Benefit 1: A population-based covid-19 ascertainment

Hospital data records a useful population perspective of the pandemic. Covid-19 case data can be misleading due to selective testing and they are susceptible to ascertainment bias (i.e. people tested for the disease do not represent the entire population). Widespread testing has been challenging in the earlier stages of the pandemic with low coverage and selective testing. However, the further expansion of testing will neither yield a consistent nor representative sample of covid-19 patients across time, disease severity, and social demographic groups. That stated, a high capacity for rapid testing is warranted because the diagnosis of confirmed cases is invaluable for early outbreak detection, outbreak detection in specific populations (e.g. long-term care homes), control using contact follow-up, and management of patients using isolation precautions. Serology testing will have a complementary role to inform how many people have had covid-19. Still, serology testing does not describe current outbreak dynamics, and it is expensive with logistical challenges to create a population perspective.
In a universal health care system, most covid-19 patients who require intensive treatment will likely be admitted to a hospital. This means that routinely-collected hospital patient data reflect a population the perspective of severe covid-19 infection that can be used to describe covid-19 transmission in both populations at high risk of complications and the overall community.
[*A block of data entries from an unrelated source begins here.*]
use serde_json::{Map, Value, json};

use super::node::{Schema, SchemaOrRef, SchemaType};

/// Recursion guard for pathological schemas; deeper nodes degrade to a
/// placeholder string.
const MAX_DEPTH: usize = 32;

/// Fixed values for well-known string formats, checked before any other
/// string heuristic.
const FORMAT_VALUES: &[(&str, &str)] = &[
    ("date-time", "2024-01-15T09:30:00Z"),
    ("date", "2024-01-15"),
    ("time", "09:30:00Z"),
    ("email", "user@example.com"),
    ("uuid", "123e4567-e89b-12d3-a456-426614174000"),
    ("uri", "https://example.com/resource"),
    ("url", "https://example.com/resource"),
    ("hostname", "api.example.com"),
    ("ipv4", "192.0.2.1"),
    ("ipv6", "2001:db8::1"),
    ("byte", "ZXhhbXBsZQ=="),
    ("password", "********"),
];

/// Ordered field-name hints: the first entry whose needle is a substring of
/// the lowercased field name wins. Kept as a table so the rule set stays
/// independently testable.
const NAME_HINTS: &[(&str, &str)] = &[
    ("email", "user@example.com"),
    ("phone", "+1-555-0123"),
    ("url", "https://example.com"),
    ("link", "https://example.com"),
    ("token", "tok_abc123def456"),
    ("key", "key_abc123def456"),
    ("file", "document.pdf"),
    ("image", "photo.jpg"),
    ("photo", "photo.jpg"),
    ("name", "Jane Doe"),
    ("id", "a1b2c3d4"),
];

/// Synthesize a representative literal for a schema node.
///
/// Priority: declared `example` → first of `examples` → `default` →
/// type-driven synthesis. Never fails; unknown or missing shape degrades to
/// a placeholder string.
pub fn schema_to_example(schema: &Schema, field_name: Option<&str>) -> Value {
    example_at(schema, field_name, 0)
}

fn example_at(schema: &Schema, field_name: Option<&str>, depth: usize) -> Value {
    if depth > MAX_DEPTH {
        return placeholder(field_name);
    }

    if let Some(declared) = schema.declared_example() {
        return declared;
    }

    // Composition: take the first variant of a union, merge nothing for
    // allOf beyond recursing into the first member that yields an object.
    if let Some(first) = schema.one_of.first().or_else(|| schema.any_of.first())
        && let SchemaOrRef::Schema(inner) = first
    {
        return example_at(inner, field_name, depth + 1);
    }

    match schema.primary_type() {
        Some(SchemaType::String) => string_example(schema, field_name),
        Some(SchemaType::Integer) => number_example(schema, true),
        Some(SchemaType::Number) => number_example(schema, false),
        Some(SchemaType::Boolean) => Value::Bool(true),
        Some(SchemaType::Null) => Value::Null,
        Some(SchemaType::File) => Value::String(file_example(field_name)),
        Some(SchemaType::Array) => {
            let item = match schema.items.as_deref() {
                Some(SchemaOrRef::Schema(inner)) => example_at(inner, field_name, depth + 1),
                _ => placeholder(field_name),
            };
            Value::Array(vec![item])
        }
        Some(SchemaType::Object) => {
            let mut map = Map::new();
            for (name, prop) in &schema.properties {
                let value = match prop {
                    SchemaOrRef::Schema(inner) => example_at(inner, Some(name), depth + 1),
                    SchemaOrRef::Ref { .. } => placeholder(Some(name)),
                };
                map.insert(name.clone(), value);
            }
            for part in &schema.all_of {
                if let SchemaOrRef::Schema(inner) = part
                    && let Value::Object(merged) = example_at(inner, field_name, depth + 1)
                {
                    map.extend(merged);
                }
            }
            Value::Object(map)
        }
        None => placeholder(field_name),
    }
}

fn string_example(schema: &Schema, field_name: Option<&str>) -> Value {
    if let Some(format) = schema.format.as_deref() {
        if format == "binary" {
            return Value::String(file_example(field_name));
        }
        if let Some((_, value)) = FORMAT_VALUES.iter().find(|(f, _)| *f == format) {
            return Value::String((*value).to_string());
        }
    }
    if let Some(first) = schema.enum_values.first() {
        return first.clone();
    }
    if let Some(hint) = field_name.and_then(name_hint) {
        return Value::String(hint.to_string());
    }
    placeholder(field_name)
}

fn number_example(schema: &Schema, integer: bool) -> Value {
    if let Some(min) = schema.minimum {
        return number_value(min, integer);
    }
    if let Some(excl) = schema.exclusive_minimum {
        return number_value(excl + 1.0, integer);
    }
    if let Some(first) = schema.enum_values.first() {
        return first.clone();
    }
    if integer { json!(123) } else { json!(123.45) }
}

fn number_value(value: f64, integer: bool) -> Value {
    if integer {
        json!(value as i64)
    } else {
        json!(value)
    }
}

fn file_example(field_name: Option<&str>) -> String {
    match field_name {
        Some(name) => format!("{name}.jpg"),
        None => "file.jpg".to_string(),
    }
}

fn name_hint(field_name: &str) -> Option<&'static str> {
    let lowered = field_name.to_ascii_lowercase();
    NAME_HINTS
        .iter()
        .find(|(needle, _)| lowered.contains(needle))
        .map(|(_, value)| *value)
}

fn placeholder(field_name: Option<&str>) -> Value {
    match field_name {
        Some(name) => Value::String(format!("example-{name}")),
        None => Value::String("example-value".to_string()),
    }
}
The recent divergence in the trend of new covid-19 cases and hospital census in several countries is instructive. In Canada, several provinces and cities report hospital and intensive care census (Fig. \ref{291967}). During March and early April, there was a rapid increase in hospitalization that coincided with a corresponding rapid increase in confirmed covid-19 cases. However, since then hospital census rates dropped more quickly than confirmed cases.